Here, we are not reducing the dimension of the data but the bit of each float carried by the subvector.

So, if we initially have 1024 dimensional 32-bit float vectors, and we divide it into 8 subvectors each of length 128. Using k-means clustering with k = 256 allows us to use only 8 bit to store a centroid id for each subvector.

Hence the compression factor is: (1024 * 32) bits / (8 * 8) bits  = 512.

### ID Mapping

In practice, there’s usually a unique identifier associated with each element that a vector represents such as a user or an item on an e-commerce website. So, storing the vectors with an id that is used by the system (a recommender system database for example) will prevent the need for an extra mapper to convert from one auto-generated by FAISS.

This can be done by adding an extra index in the pipeline named IndexIDMaps. Let’s see how you can do this here.

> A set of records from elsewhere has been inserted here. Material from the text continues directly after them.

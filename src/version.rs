// Copyright (c) 2025 Varshith Gudur. Licensed under AGPLv3.
//! Firmware version parsing and ordering.
//!
//! Versions are `(major, minor)` pairs extracted from filename tokens like
//! `firmware_v1.2.bin`. Ordering is lexicographic on the pair; the wire form
//! is the canonical `"major.minor"` string.

use serde::de::{self, Deserializer};
use serde::{Deserialize, Serialize, Serializer};
use std::fmt;

#[derive(Debug, Clone, Copy, Default, PartialEq, Eq, PartialOrd, Ord, Hash)]
pub struct Version {
    pub major: u16,
    pub minor: u16,
}

impl Version {
    /// `0.0` — "nothing installed / nothing available".
    pub const ZERO: Version = Version { major: 0, minor: 0 };

    pub fn new(major: u16, minor: u16) -> Self {
        Version { major, minor }
    }

    /// Parse a `"major.minor"` string. Missing or non-numeric components
    /// default to 0, so any input yields a version.
    pub fn parse(s: &str) -> Version {
        let mut parts = s.trim().split('.');
        let major = parts.next().and_then(|p| p.parse().ok()).unwrap_or(0);
        let minor = parts.next().and_then(|p| p.parse().ok()).unwrap_or(0);
        Version { major, minor }
    }

    /// Extract the version from a filename carrying a `v<digits>[.<digits>]`
    /// token. Absent or unparsable tokens yield `Version::ZERO`.
    pub fn from_filename(name: &str) -> Version {
        match version_token(name) {
            Some(token) => Version::parse(token),
            None => Version::ZERO,
        }
    }

    pub fn is_zero(&self) -> bool {
        *self == Version::ZERO
    }

    /// The next minor release after this one.
    pub fn next_minor(&self) -> Version {
        Version { major: self.major, minor: self.minor.saturating_add(1) }
    }
}

/// Whether `name` carries a `v<digits>`-style token at all. Distinguishes a
/// real `v0.0` from "no version here".
pub fn has_version_token(name: &str) -> bool {
    version_token(name).is_some()
}

/// First `v`-prefixed run of digits and dots in `name`, if any.
fn version_token(name: &str) -> Option<&str> {
    for (i, c) in name.char_indices() {
        if c != 'v' {
            continue;
        }
        let rest = &name[i + 1..];
        let len = rest
            .bytes()
            .take_while(|b| b.is_ascii_digit() || *b == b'.')
            .count();
        if len > 0 {
            return Some(&rest[..len]);
        }
    }
    None
}

impl fmt::Display for Version {
    fn fmt(&self, f: &mut fmt::Formatter<'_>) -> fmt::Result {
        write!(f, "{}.{}", self.major, self.minor)
    }
}

// Wire form is the display string, not a struct.
impl Serialize for Version {
    fn serialize<S: Serializer>(&self, serializer: S) -> Result<S::Ok, S::Error> {
        serializer.serialize_str(&self.to_string())
    }
}

impl<'de> Deserialize<'de> for Version {
    fn deserialize<D: Deserializer<'de>>(deserializer: D) -> Result<Self, D::Error> {
        struct VersionVisitor;
        impl<'de> de::Visitor<'de> for VersionVisitor {
            type Value = Version;
            fn expecting(&self, f: &mut fmt::Formatter) -> fmt::Result {
                f.write_str("a version string like \"1.2\"")
            }
            fn visit_str<E: de::Error>(self, v: &str) -> Result<Version, E> {
                Ok(Version::parse(v))
            }
        }
        deserializer.deserialize_str(VersionVisitor)
    }
}

#[cfg(test)]
mod tests {
    use super::*;

    #[test]
    fn test_parse_basic() {
        assert_eq!(Version::parse("1.2"), Version::new(1, 2));
        assert_eq!(Version::parse("10.0"), Version::new(10, 0));
        assert_eq!(Version::parse("3"), Version::new(3, 0));
    }

    #[test]
    fn test_parse_defaults_to_zero() {
        assert_eq!(Version::parse(""), Version::ZERO);
        assert_eq!(Version::parse("x.y"), Version::ZERO);
        assert_eq!(Version::parse("1.x"), Version::new(1, 0));
        assert_eq!(Version::parse(".5"), Version::new(0, 5));
    }

    #[test]
    fn test_from_filename() {
        assert_eq!(Version::from_filename("firmware_v1.2.bin"), Version::new(1, 2));
        assert_eq!(
            Version::from_filename("malicious_firmware_v2.0.bin"),
            Version::new(2, 0)
        );
        assert_eq!(Version::from_filename("readme.txt"), Version::ZERO);
        assert_eq!(Version::from_filename("firmware.bin"), Version::ZERO);
    }

    #[test]
    fn test_parse_idempotent_on_canonical_form() {
        for v in [Version::ZERO, Version::new(1, 2), Version::new(42, 7)] {
            assert_eq!(Version::parse(&v.to_string()), v);
        }
    }

    #[test]
    fn test_total_order() {
        assert!(Version::new(1, 2) > Version::new(1, 1));
        assert!(Version::new(2, 0) > Version::new(1, 9));
        assert!(Version::new(1, 2) == Version::new(1, 2));
        assert!(Version::new(0, 9) < Version::new(1, 0));
    }

    #[test]
    fn test_wire_roundtrip() {
        let v = Version::new(1, 2);
        let json = serde_json::to_string(&v).unwrap();
        assert_eq!(json, "\"1.2\"");
        let back: Version = serde_json::from_str(&json).unwrap();
        assert_eq!(back, v);
    }
}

Note: The IndexIVFFlat subclass always stores the vector ids so it will be redundant using IndexIDMaps with this subclass. We can directly use add_with_ids with it.

## Binary indexes

Faiss also supports binary vectors where the only possible value in each cell is a 0 or 1 value through binary indexes. These indexes store the vectors as arrays of bytes so that a vector of size d takes only d / 8 bytes in memory. As a result, the vector sizes have to be multiples of 8 and rounding the sizes may be required. These indexes support Hamming distance as a measure of similarity.

### IndexBinaryFlat

The most basic type of binary index is the IndexBinaryFlat index. Like the floating-point flat indexes, it performs an exhaustive search for nearest neighbors. As stated earlier the Hamming distance is used for similarity measurement.

### IndexBinaryIVF

The “IVF” (Inverse Vector File) flavor IndexBinaryIVF speeds up the search by clustering the vectors. This is equivalent to the IndexIVFFlat of the floating-point indexes.

## Using the GPU

FAISS has GPU support for Nvidia’s CUDA. The reason for wanting to use GPUs is that they provide a significant speedup over equivalent CPU implementation. This is specifically true for algorithms that support parallelization for large datasets.

The name of the index methods are generally preceded by Gpu from the corresponding CPU-based index. For example, IndexFlatL2 would be replaced by GpuIndexFlatL2.

There are however some limitations to the GPU indexes as compared to the CPU versions, such as less memory, storing indices corresponding to inverted files, and the overhead of transferring data to the GPU.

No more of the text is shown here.